Stored items:
━━━━━━━━━━

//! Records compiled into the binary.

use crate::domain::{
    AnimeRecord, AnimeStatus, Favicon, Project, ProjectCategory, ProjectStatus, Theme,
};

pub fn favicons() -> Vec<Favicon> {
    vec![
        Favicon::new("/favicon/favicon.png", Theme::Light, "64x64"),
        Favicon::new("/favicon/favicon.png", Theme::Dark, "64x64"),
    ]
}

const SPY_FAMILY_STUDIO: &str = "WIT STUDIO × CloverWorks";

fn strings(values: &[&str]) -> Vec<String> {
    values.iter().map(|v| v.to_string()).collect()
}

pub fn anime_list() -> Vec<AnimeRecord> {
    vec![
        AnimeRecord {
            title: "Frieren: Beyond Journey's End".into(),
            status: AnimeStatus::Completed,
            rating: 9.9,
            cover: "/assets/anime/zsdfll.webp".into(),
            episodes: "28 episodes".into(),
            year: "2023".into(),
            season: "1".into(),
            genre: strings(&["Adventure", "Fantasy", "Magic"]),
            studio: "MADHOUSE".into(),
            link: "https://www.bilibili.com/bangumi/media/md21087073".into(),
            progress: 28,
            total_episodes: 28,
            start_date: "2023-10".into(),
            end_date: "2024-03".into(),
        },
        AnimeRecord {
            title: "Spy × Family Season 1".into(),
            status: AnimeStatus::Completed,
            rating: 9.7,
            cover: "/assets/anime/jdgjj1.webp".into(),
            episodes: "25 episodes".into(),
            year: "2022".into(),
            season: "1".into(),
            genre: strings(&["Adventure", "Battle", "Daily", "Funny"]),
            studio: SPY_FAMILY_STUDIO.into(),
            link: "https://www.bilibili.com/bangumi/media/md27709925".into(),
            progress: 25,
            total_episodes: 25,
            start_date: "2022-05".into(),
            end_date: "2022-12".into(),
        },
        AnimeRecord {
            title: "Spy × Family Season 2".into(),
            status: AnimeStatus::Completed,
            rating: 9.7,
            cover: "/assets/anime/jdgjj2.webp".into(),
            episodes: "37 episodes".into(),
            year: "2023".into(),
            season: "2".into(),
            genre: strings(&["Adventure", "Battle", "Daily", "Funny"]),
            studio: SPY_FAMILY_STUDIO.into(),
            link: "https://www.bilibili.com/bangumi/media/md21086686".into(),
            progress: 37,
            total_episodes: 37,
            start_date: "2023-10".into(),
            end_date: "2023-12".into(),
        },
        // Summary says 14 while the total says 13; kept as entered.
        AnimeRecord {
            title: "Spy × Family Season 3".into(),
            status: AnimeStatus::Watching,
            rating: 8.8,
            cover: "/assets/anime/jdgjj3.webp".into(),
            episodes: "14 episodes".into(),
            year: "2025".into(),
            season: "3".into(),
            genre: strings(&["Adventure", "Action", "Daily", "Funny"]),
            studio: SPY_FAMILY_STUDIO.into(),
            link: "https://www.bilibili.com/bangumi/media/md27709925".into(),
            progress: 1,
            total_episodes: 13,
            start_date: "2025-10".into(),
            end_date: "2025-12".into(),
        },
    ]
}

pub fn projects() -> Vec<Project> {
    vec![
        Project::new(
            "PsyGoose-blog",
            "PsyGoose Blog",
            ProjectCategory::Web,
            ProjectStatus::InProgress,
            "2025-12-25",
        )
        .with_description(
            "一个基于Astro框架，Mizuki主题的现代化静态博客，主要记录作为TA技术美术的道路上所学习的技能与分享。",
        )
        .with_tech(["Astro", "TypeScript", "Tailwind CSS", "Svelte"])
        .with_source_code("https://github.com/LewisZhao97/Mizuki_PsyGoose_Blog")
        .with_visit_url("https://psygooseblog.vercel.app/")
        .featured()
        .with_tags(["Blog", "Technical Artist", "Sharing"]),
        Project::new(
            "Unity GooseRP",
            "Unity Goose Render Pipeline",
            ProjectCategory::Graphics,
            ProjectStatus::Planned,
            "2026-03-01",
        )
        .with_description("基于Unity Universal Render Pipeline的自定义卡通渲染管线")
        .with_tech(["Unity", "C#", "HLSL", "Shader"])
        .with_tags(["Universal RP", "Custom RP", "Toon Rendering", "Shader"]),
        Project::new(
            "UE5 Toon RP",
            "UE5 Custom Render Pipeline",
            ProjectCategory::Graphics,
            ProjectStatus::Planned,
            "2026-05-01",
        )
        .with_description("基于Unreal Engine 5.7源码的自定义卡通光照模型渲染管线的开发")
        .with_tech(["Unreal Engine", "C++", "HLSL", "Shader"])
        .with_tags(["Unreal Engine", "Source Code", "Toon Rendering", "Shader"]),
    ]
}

━━━━━━━━━━

## Task item:
Set down each line exactly as it appears in the data.

## Solution:
//! Records compiled into the binary.

use crate::domain::{
    AnimeRecord, AnimeStatus, Favicon, Project, ProjectCategory, ProjectStatus, Theme,
};

pub fn favicons() -> Vec<Favicon> {
    vec![
        Favicon::new("/favicon/favicon.png", Theme::Light, "64x64"),
        Favicon::new("/favicon/favicon.png", Theme::Dark, "64x64"),
    ]
}

const SPY_FAMILY_STUDIO: &str = "WIT STUDIO × CloverWorks";

fn strings(values: &[&str]) -> Vec<String> {
    values.iter().map(|v| v.to_string()).collect()
}

pub fn anime_list() -> Vec<AnimeRecord> {
    vec![
        AnimeRecord {
            title: "Frieren: Beyond Journey's End".into(),
            status: AnimeStatus::Completed,
            rating: 9.9,
            cover: "/assets/anime/zsdfll.webp".into(),
            episodes: "28 episodes".into(),
            year: "2023".into(),
            season: "1".into(),
            genre: strings(&["Adventure", "Fantasy", "Magic"]),
            studio: "MADHOUSE".into(),
            link: "https://www.bilibili.com/bangumi/media/md21087073".into(),
            progress: 28,
            total_episodes: 28,
            start_date: "2023-10".into(),
            end_date: "2024-03".into(),
        },
        AnimeRecord {
            title: "Spy × Family Season 1".into(),
            status: AnimeStatus::Completed,
            rating: 9.7,
            cover: "/assets/anime/jdgjj1.webp".into(),
            episodes: "25 episodes".into(),
            year: "2022".into(),
            season: "1".into(),
            genre: strings(&["Adventure", "Battle", "Daily", "Funny"]),
            studio: SPY_FAMILY_STUDIO.into(),
            link: "https://www.bilibili.com/bangumi/media/md27709925".into(),
            progress: 25,
            total_episodes: 25,
            start_date: "2022-05".into(),
            end_date: "2022-12".into(),
        },
        AnimeRecord {
            title: "Spy × Family Season 2".into(),
            status: AnimeStatus::Completed,
            rating: 9.7,
            cover: "/assets/anime/jdgjj2.webp".into(),
            episodes: "37 episodes".into(),
            year: "2023".into(),
            season: "2".into(),
            genre: strings(&["Adventure", "Battle", "Daily", "Funny"]),
            studio: SPY_FAMILY_STUDIO.into(),
            link: "https://www.bilibili.com/bangumi/media/md21086686".into(),
            progress: 37,
            total_episodes: 37,
            start_date: "2023-10".into(),
            end_date: "2023-12".into(),
        },
        // Summary says 14 while the total says 13; kept as entered.
        AnimeRecord {
            title: "Spy × Family Season 3".into(),
            status: AnimeStatus::Watching,
            rating: 8.8,
            cover: "/assets/anime/jdgjj3.webp".into(),
            episodes: "14 episodes".into(),
            year: "2025".into(),
            season: "3".into(),
            genre: strings(&["Adventure", "Action", "Daily", "Funny"]),
            studio: SPY_FAMILY_STUDIO.into(),
            link: "https://www.bilibili.com/bangumi/media/md27709925".into(),
            progress: 1,
            total_episodes: 13,
            start_date: "2025-10".into(),
            end_date: "2025-12".into(),
        },
    ]
}

pub fn projects() -> Vec<Project> {
    vec![
        Project::new(
            "PsyGoose-blog",
            "PsyGoose Blog",
            ProjectCategory::Web,
            ProjectStatus::InProgress,
            "2025-12-25",
        )
        .with_description(
            "一个基于Astro框架，Mizuki主题的现代化静态博客，主要记录作为TA技术美术的道路上所学习的技能与分享。",
        )
        .with_tech(["Astro", "TypeScript", "Tailwind CSS", "Svelte"])
        .with_source_code("https://github.com/LewisZhao97/Mizuki_PsyGoose_Blog")
        .with_visit_url("https://psygooseblog.vercel.app/")
        .featured()
        .with_tags(["Blog", "Technical Artist", "Sharing"]),
        Project::new(
            "Unity GooseRP",
            "Unity Goose Render Pipeline",
            ProjectCategory::Graphics,
            ProjectStatus::Planned,
            "2026-03-01",
        )
        .with_description("基于Unity Universal Render Pipeline的自定义卡通渲染管线")
        .with_tech(["Unity", "C#", "HLSL", "Shader"])
        .with_tags(["Universal RP", "Custom RP", "Toon Rendering", "Shader"]),
        Project::new(
            "UE5 Toon RP",
            "UE5 Custom Render Pipeline",
            ProjectCategory::Graphics,
            ProjectStatus::Planned,
            "2026-05-01",
        )
        .with_description("基于Unreal Engine 5.7源码的自定义卡通光照模型渲染管线的开发")
        .with_tech(["Unreal Engine", "C++", "HLSL", "Shader"])
        .with_tags(["Unreal Engine", "Source Code", "Toon Rendering", "Shader"]),
    ]
}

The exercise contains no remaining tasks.